Arbitration award refusing to avoid reinsurance confirmed
A court has confirmed, by agreement of the parties, an arbitration award that rejected an attempt to avoid multiple excess of loss reinsurance agreements based upon the contention that the reinsured had not disclosed information in its possession at the time of placement with respect to prospective losses. The Petition to Confirm Arbitration Award describes the background of the dispute, which resulted in an Award, which was confirmed in an Order entered based upon a joint stipulation. American Home Assur. Co. v. CGU Int’l Ins., Case no. 06-6819 (S.D. N.Y.).
Former Fremont execs sued over alleged reinsurance fraud
The California Insurance Commissioner, as conservator of Fremont Indemnity Company, has sued former executive officers and directors of Fremont in a civil fraud case, alleging that they caused Fremont over $200 million is loss due to fraudulent underwriting and reinsurance placement activities, which caused reinsurers to seek rescission of reinsurance, forcing Fremont to enter into commutation agreements with the reinsurers.
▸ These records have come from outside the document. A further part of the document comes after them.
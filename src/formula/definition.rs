//! A single named formula.

use std::collections::HashMap;
use std::fmt;
use std::sync::atomic::{AtomicU64, Ordering};

use serde::{Deserialize, Serialize};

use super::expr::{Expr, ParseError};
use crate::error::FormulaError;
use crate::path::BeanPath;
use crate::value::Value;

/// Stable identity of a formula, kept across renames and edits.
#[derive(Debug, Clone, Copy, PartialEq, Eq, Hash, PartialOrd, Ord, Serialize, Deserialize)]
pub struct FormulaId(pub u64);

impl fmt::Display for FormulaId {
    fn fmt(&self, f: &mut fmt::Formatter<'_>) -> fmt::Result {
        write!(f, "formula#{}", self.0)
    }
}

static NEXT_FORMULA_ID: AtomicU64 = AtomicU64::new(1);

/// A named expression over symbols.
///
/// The expression is parsed on every [`set_expression`](Formula::set_expression);
/// a parse failure is kept and reported by validation and evaluation, so an
/// editor can hold an incomplete expression.
#[derive(Debug, Clone)]
pub struct Formula {
    id: FormulaId,
    name: String,
    expression: String,
    enabled: bool,
    parsed: Result<Expr, ParseError>,
    symbols: Vec<String>,
    bindings: HashMap<String, Value>,
}

impl Formula {
    /// Create a disabled formula with a fresh id.
    pub fn new(name: impl Into<String>, expression: impl Into<String>) -> Self {
        let mut formula = Self {
            id: FormulaId(NEXT_FORMULA_ID.fetch_add(1, Ordering::Relaxed)),
            name: name.into(),
            expression: String::new(),
            enabled: false,
            parsed: Ok(Expr::Literal(Value::Null)),
            symbols: Vec::new(),
            bindings: HashMap::new(),
        };
        formula.set_expression(expression);
        formula
    }

    /// The formula's identity.
    pub fn id(&self) -> FormulaId {
        self.id
    }

    /// Display name; also the last segment of its pseudo-path.
    pub fn name(&self) -> &str {
        &self.name
    }

    /// Rename.
    pub fn set_name(&mut self, name: impl Into<String>) {
        self.name = name.into();
    }

    /// The expression text.
    pub fn expression(&self) -> &str {
        &self.expression
    }

    /// Replace the expression text and re-derive the symbol list.
    pub fn set_expression(&mut self, expression: impl Into<String>) {
        self.expression = expression.into();
        self.parsed = Expr::parse(&self.expression);
        self.symbols = match &self.parsed {
            Ok(expr) => expr.symbols(),
            Err(_) => Vec::new(),
        };
        self.bindings.clear();
    }

    /// Returns true if some listener displays this formula.
    pub fn is_enabled(&self) -> bool {
        self.enabled
    }

    /// Enable or disable.
    pub fn set_enabled(&mut self, enabled: bool) {
        self.enabled = enabled;
    }

    /// Symbols the expression references, in order of first appearance.
    pub fn symbols(&self) -> &[String] {
        &self.symbols
    }

    /// Returns true if the expression references `symbol`.
    pub fn depends_on(&self, symbol: &str) -> bool {
        self.symbols.iter().any(|s| s == symbol)
    }

    /// The parse failure, if the expression does not parse.
    pub fn parse_error(&self) -> Option<FormulaError> {
        self.parsed
            .as_ref()
            .err()
            .map(|err| err.clone().into_formula_error(&self.expression))
    }

    /// The pseudo-path under which results are published.
    pub fn path(&self) -> BeanPath {
        BeanPath::formula(&self.name)
    }

    /// An independent copy with no bound values, for evaluation off the
    /// editing thread.
    pub fn snapshot(&self) -> Formula {
        Formula {
            bindings: HashMap::new(),
            ..self.clone()
        }
    }

    /// Bind a value to a symbol for the next evaluation.
    pub fn bind(&mut self, symbol: &str, value: Value) {
        self.bindings.insert(symbol.to_string(), value);
    }

    /// Evaluate with the bound values.
    ///
    /// Every referenced symbol must be bound. The result is `NotReady` if any
    /// bound value is.
    pub fn evaluate(&self) -> Result<Value, FormulaError> {
        let expr = match &self.parsed {
            Ok(expr) => expr,
            Err(err) => return Err(err.clone().into_formula_error(&self.expression)),
        };
        for symbol in &self.symbols {
            match self.bindings.get(symbol) {
                Some(Value::NotReady) => return Ok(Value::NotReady),
                Some(_) => {}
                None => return Err(FormulaError::UnboundSymbol(symbol.clone())),
            }
        }
        expr.evaluate(&|name| self.bindings.get(name).cloned())
    }
}

#[cfg(test)]
mod tests {
    use super::*;

    #[test]
    fn test_ids_are_unique() {
        let a = Formula::new("a", "1");
        let b = Formula::new("b", "1");
        assert_ne!(a.id(), b.id());
        assert_eq!(a.snapshot().id(), a.id());
    }

    #[test]
    fn test_set_expression_rederives_symbols() {
        let mut formula = Formula::new("total", "price * qty");
        assert_eq!(formula.symbols(), ["price", "qty"]);
        assert!(formula.parse_error().is_none());

        formula.set_expression("price *");
        assert!(formula.symbols().is_empty());
        assert!(matches!(formula.parse_error(), Some(FormulaError::Parse { .. })));
        assert!(formula.evaluate().is_err());
    }

    #[test]
    fn test_snapshot_is_independent() {
        let mut live = Formula::new("f", "x + 1");
        let mut copy = live.snapshot();
        copy.bind("x", Value::from(2));
        live.set_expression("x + 100");

        assert_eq!(copy.evaluate().unwrap(), Value::from(3));
        assert!(matches!(live.evaluate(), Err(FormulaError::UnboundSymbol(_))));
    }

    #[test]
    fn test_not_ready_input() {
        let mut formula = Formula::new("f", "if(flag, x, 0)");
        formula.bind("flag", Value::Bool(false));
        formula.bind("x", Value::NotReady);
        assert_eq!(formula.evaluate().unwrap(), Value::NotReady);
    }

    #[test]
    fn test_path() {
        let formula = Formula::new("margin", "1");
        assert_eq!(formula.path().to_string(), "$formula.margin");
    }
}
Garamendi v. Rampino, Case No. BC357691 (Cal Super. Ct. Aug. 29, 2006). The Complaint alleges that the defendants inappropriately gave pricing discounts, wrote risks in high severity NCCI grades, wrote on a net line underwriting basis, and abused deductible and retrospective rating underwriting principles, in many respects contrary to express representations made to reinsurers.